use std::path::PathBuf;

use onac_core::{PhaseDisplay, PhaseSchedule, SoundSpec, StimulusKind, TrialRecord, TrialSpec, TrialState};
use onac_trigger::{TriggerDispatcher, TriggerError, TriggerSink};

use crate::response::ResponseCapture;

/// What the presentation layer should put on screen this tick.
#[derive(Debug, Clone, PartialEq)]
pub enum FrameContent {
    Blank,
    Fixation,
    Image(PathBuf),
    Text(String),
    Movie(PathBuf),
}

/// Result of advancing a trial by one refresh tick.
#[derive(Debug, Clone, PartialEq)]
pub struct TickOutput {
    pub frame: FrameContent,
    /// Sound to start on the flip this tick produces.
    pub sound: Option<SoundSpec>,
    pub completed: bool,
}

/// Executes one trial against the refresh heartbeat.
///
/// Construction arms every trigger the trial will ever send; each `tick`
/// then runs the fixed order fire-triggers, advance-phase, poll-response,
/// emit-frame. Triggers are therefore queued for the wire before the draw
/// of the frame they mark, which keeps electrical and visual onsets inside
/// the same refresh period. All timing logic is a pure function of the
/// elapsed value the caller samples, one sample per tick.
#[derive(Debug)]
pub struct TrialRunner {
    schedule: PhaseSchedule,
    spec: TrialSpec,
    state: TrialState,
    dispatcher: TriggerDispatcher,
    capture: Option<ResponseCapture>,
    sound_queued: bool,
    next_beat: f64,
}

impl TrialRunner {
    pub fn new(schedule: PhaseSchedule, spec: TrialSpec) -> Result<Self, TriggerError> {
        let mut dispatcher = TriggerDispatcher::new();
        for (idx, code) in spec.phase_triggers.iter().enumerate() {
            if idx >= schedule.len() {
                break;
            }
            if let Some(code) = code {
                dispatcher.arm(*code, schedule.start_of(idx))?;
            }
        }
        if let Some(code) = spec.end_trigger {
            dispatcher.arm_completion(code)?;
        }
        let capture = spec.response.clone().map(ResponseCapture::new);
        Ok(Self {
            schedule,
            spec,
            state: TrialState::Armed,
            dispatcher,
            capture,
            sound_queued: false,
            next_beat: 0.0,
        })
    }

    pub fn state(&self) -> TrialState {
        self.state
    }

    pub fn spec(&self) -> &TrialSpec {
        &self.spec
    }

    /// Advances the trial to `elapsed` (seconds since trial start) with the
    /// keys pressed since the previous tick.
    pub fn tick(
        &mut self,
        elapsed: f64,
        keys: &[String],
        sink: &mut impl TriggerSink,
    ) -> TickOutput {
        if self.state == TrialState::Completed {
            return TickOutput {
                frame: FrameContent::Blank,
                sound: None,
                completed: true,
            };
        }

        // Triggers go out before this tick's draw call.
        self.dispatcher.fire_due(elapsed, sink);

        let Some(phase_idx) = self.schedule.phase_at(elapsed) else {
            return self.finish(sink);
        };
        self.state = TrialState::Running(phase_idx);

        if let Some(capture) = &mut self.capture {
            let response_phase = capture.spec().phase;
            if phase_idx == response_phase {
                capture.open(elapsed);
                let ends_trial = capture.spec().ends_trial;
                if capture.poll(keys, elapsed).is_some() && ends_trial {
                    return self.finish(sink);
                }
            } else if phase_idx > response_phase {
                capture.expire();
            }
        }

        let mut sound = None;
        if !self.sound_queued {
            self.sound_queued = true;
            sound = self.spec.sound.clone();
        }
        if let Some(metronome) = &self.spec.metronome {
            if sound.is_none() && elapsed >= self.next_beat {
                sound = Some(metronome.sound.clone());
                self.next_beat += metronome.period;
            }
        }

        TickOutput {
            frame: self.frame_for(phase_idx),
            sound,
            completed: false,
        }
    }

    fn finish(&mut self, sink: &mut impl TriggerSink) -> TickOutput {
        if self.state != TrialState::Completed {
            if let Some(capture) = &mut self.capture {
                capture.expire();
            }
            self.dispatcher.complete(sink);
            self.state = TrialState::Completed;
        }
        TickOutput {
            frame: FrameContent::Blank,
            sound: None,
            completed: true,
        }
    }

    fn frame_for(&self, phase_idx: usize) -> FrameContent {
        match self.schedule.phases()[phase_idx].display {
            PhaseDisplay::Blank => FrameContent::Blank,
            PhaseDisplay::Fixation => FrameContent::Fixation,
            PhaseDisplay::Stimulus => match &self.spec.stimulus {
                StimulusKind::None => FrameContent::Blank,
                StimulusKind::Image(path) => FrameContent::Image(path.clone()),
                StimulusKind::Text(text) => FrameContent::Text(text.clone()),
                StimulusKind::Movie(path) => FrameContent::Movie(path.clone()),
            },
            PhaseDisplay::Prompt => {
                FrameContent::Text(self.spec.prompt.clone().unwrap_or_default())
            }
        }
    }

    /// Builds the trial's record. Only meaningful once `Completed`.
    pub fn into_record(self, trial_index: usize) -> TrialRecord {
        let captured = self
            .capture
            .as_ref()
            .and_then(ResponseCapture::captured)
            .cloned();
        let expected = self
            .capture
            .as_ref()
            .and_then(|c| c.spec().correct.clone());
        let correct = match (&captured, expected) {
            (Some(response), Some(expected)) => Some(response.key == expected),
            _ => None,
        };
        TrialRecord {
            trial: trial_index,
            block: self.spec.block,
            condition: self.spec.condition,
            stimulus: self.spec.id,
            triggers: self.dispatcher.sent_string(),
            response: captured.as_ref().map(|r| r.key.clone()),
            reaction_time: captured.as_ref().map(|r| r.rt),
            correct,
        }
    }
}

#[cfg(test)]
mod tests {
    use super::*;
    use onac_core::{MetronomeSpec, ResponseSpec};

    const TICK: f64 = 1.0 / 60.0;

    #[derive(Default)]
    struct WireLog {
        bytes: Vec<u8>,
    }

    impl TriggerSink for WireLog {
        fn send(&mut self, code: u8) -> bool {
            self.bytes.push(code);
            true
        }
    }

    fn answer_trial() -> TrialRunner {
        let schedule = PhaseSchedule::from_durations(&[
            ("stimulus", 2.0, PhaseDisplay::Stimulus),
            ("answer", 3.0, PhaseDisplay::Blank),
            ("gap", 0.3, PhaseDisplay::Blank),
        ]);
        let mut spec = TrialSpec::silent(
            "house.png",
            "objects",
            StimulusKind::Image(PathBuf::from("house.png")),
        );
        spec.phase_triggers = vec![Some(b'E'), Some(b'F'), None];
        spec.response = Some(ResponseSpec {
            phase: 1,
            keys: vec!["left".into(), "right".into()],
            correct: None,
            ends_trial: false,
        });
        TrialRunner::new(schedule, spec).unwrap()
    }

    /// Drives the runner on a 60 Hz grid, injecting `key` at the first tick
    /// at or after `key_at`. Returns the wire log and the completed runner.
    fn drive(mut runner: TrialRunner, key: Option<(&str, f64)>) -> (WireLog, TrialRunner) {
        let mut wire = WireLog::default();
        let mut key = key;
        for i in 0.. {
            let t = i as f64 * TICK;
            let keys: Vec<String> = match key {
                Some((name, at)) if t >= at => {
                    key = None;
                    vec![name.to_owned()]
                }
                _ => Vec::new(),
            };
            let out = runner.tick(t, &keys, &mut wire);
            if out.completed {
                break;
            }
        }
        (wire, runner)
    }

    #[test]
    fn three_phase_trial_with_response() {
        let (wire, runner) = drive(answer_trial(), Some(("left", 3.1)));
        assert_eq!(wire.bytes, b"EF");
        let record = runner.into_record(0);
        assert_eq!(record.response.as_deref(), Some("left"));
        let rt = record.reaction_time.unwrap();
        // RT is window-locked: ~1.1s from the start of the answer phase,
        // give or take one refresh period of sampling.
        assert!((rt - 1.1).abs() < 2.0 * TICK, "rt was {rt}");
        assert_eq!(record.triggers, "EF");
    }

    #[test]
    fn three_phase_trial_without_response() {
        let (wire, runner) = drive(answer_trial(), None);
        assert_eq!(wire.bytes, b"EF");
        let record = runner.into_record(0);
        assert_eq!(record.response, None);
        assert_eq!(record.reaction_time, None);
        assert_eq!(record.correct, None);
    }

    #[test]
    fn stimulus_trigger_fires_on_the_first_tick() {
        let mut runner = answer_trial();
        let mut wire = WireLog::default();
        runner.tick(0.0, &[], &mut wire);
        assert_eq!(wire.bytes, b"E");
    }

    #[test]
    fn completes_only_after_the_full_schedule() {
        let mut runner = answer_trial();
        let mut wire = WireLog::default();
        assert!(!runner.tick(5.29, &[], &mut wire).completed);
        assert!(runner.tick(5.3, &[], &mut wire).completed);
        assert_eq!(runner.state(), TrialState::Completed);
    }

    #[test]
    fn response_can_end_the_trial_early() {
        let schedule = PhaseSchedule::single("action", 10.0, PhaseDisplay::Stimulus);
        let mut spec = TrialSpec::silent("reach", "motor", StimulusKind::Text("Reach".into()));
        spec.phase_triggers = vec![Some(b'M')];
        spec.end_trigger = Some(b'N');
        spec.response = Some(ResponseSpec {
            phase: 0,
            keys: Vec::new(),
            correct: None,
            ends_trial: true,
        });
        let mut runner = TrialRunner::new(schedule, spec).unwrap();
        let mut wire = WireLog::default();
        runner.tick(0.0, &[], &mut wire);
        let out = runner.tick(3.0, &["space".into()], &mut wire);
        assert!(out.completed);
        // End trigger still goes out exactly once on the early completion.
        assert_eq!(wire.bytes, b"MN");
        let record = runner.into_record(0);
        assert!((record.reaction_time.unwrap() - 3.0).abs() < 1e-9);
    }

    #[test]
    fn correctness_scored_against_the_expected_key() {
        let schedule = PhaseSchedule::from_durations(&[
            ("question", 2.0, PhaseDisplay::Prompt),
            ("image", 3.0, PhaseDisplay::Stimulus),
        ]);
        let mut spec = TrialSpec::silent(
            "kitchen.png",
            "indoor",
            StimulusKind::Image(PathBuf::from("kitchen.png")),
        );
        spec.response = Some(ResponseSpec {
            phase: 1,
            keys: vec!["left".into(), "right".into()],
            correct: Some("left".into()),
            ends_trial: false,
        });
        let (_, runner) = drive(TrialRunner::new(schedule, spec).unwrap(), Some(("right", 3.0)));
        let record = runner.into_record(0);
        assert_eq!(record.correct, Some(false));
    }

    #[test]
    fn keys_outside_the_window_are_never_attributed() {
        let (_, runner) = drive(answer_trial(), Some(("left", 0.5)));
        let record = runner.into_record(0);
        assert_eq!(record.response, None);
        assert_eq!(record.reaction_time, None);
    }

    #[test]
    fn opening_sound_is_emitted_once_on_the_first_tick() {
        let schedule = PhaseSchedule::single("tone", 1.0, PhaseDisplay::Stimulus);
        let mut spec = TrialSpec::silent("std", "standard", StimulusKind::None);
        spec.sound = Some(SoundSpec::File(PathBuf::from("std.wav")));
        let mut runner = TrialRunner::new(schedule, spec).unwrap();
        let mut wire = WireLog::default();
        let first = runner.tick(0.0, &[], &mut wire);
        assert!(first.sound.is_some());
        let second = runner.tick(TICK, &[], &mut wire);
        assert!(second.sound.is_none());
    }

    #[test]
    fn metronome_beats_at_the_configured_period() {
        let schedule = PhaseSchedule::single("movement", 10.0, PhaseDisplay::Stimulus);
        let mut spec = TrialSpec::silent("tap", "motor", StimulusKind::Text("Tap".into()));
        spec.metronome = Some(MetronomeSpec {
            sound: SoundSpec::File(PathBuf::from("temp.wav")),
            period: 60.0 / 50.0,
        });
        let mut runner = TrialRunner::new(schedule, spec).unwrap();
        let mut wire = WireLog::default();
        let mut beats = 0;
        for i in 0..600 {
            let out = runner.tick(i as f64 * TICK, &[], &mut wire);
            if out.sound.is_some() {
                beats += 1;
            }
        }
        // Beats at 0, 1.2, 2.4, ... 9.6 inside the 10s trial.
        assert_eq!(beats, 9);
    }

    #[test]
    fn timing_is_identical_without_hardware() {
        struct DeadSink;
        impl TriggerSink for DeadSink {
            fn send(&mut self, _code: u8) -> bool {
                false
            }
        }
        let completion_tick = |sink: &mut dyn FnMut(&mut TrialRunner, f64) -> bool| {
            let mut runner = answer_trial();
            let mut at = None;
            for i in 0..400 {
                if sink(&mut runner, i as f64 * TICK) {
                    at = Some(i);
                    break;
                }
            }
            (at, runner)
        };
        let (live_at, _) = completion_tick(&mut |r, t| {
            r.tick(t, &[], &mut WireLog::default()).completed
        });
        let (dead_at, runner) = completion_tick(&mut |r, t| r.tick(t, &[], &mut DeadSink).completed);
        // Hardware absence changes nothing about timing, and the dispatch
        // log still reconstructs the protocol timeline.
        assert_eq!(dead_at, live_at);
        assert!(dead_at.is_some());
        let record = runner.into_record(0);
        assert_eq!(record.triggers, "EF");
    }
}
• • • • • • •
Exercise instructions
Above are the records. Copy every line in them holding "else".

Response to this exercise
        let Some(phase_idx) = self.schedule.phase_at(elapsed) else {
            } else if phase_idx > response_phase {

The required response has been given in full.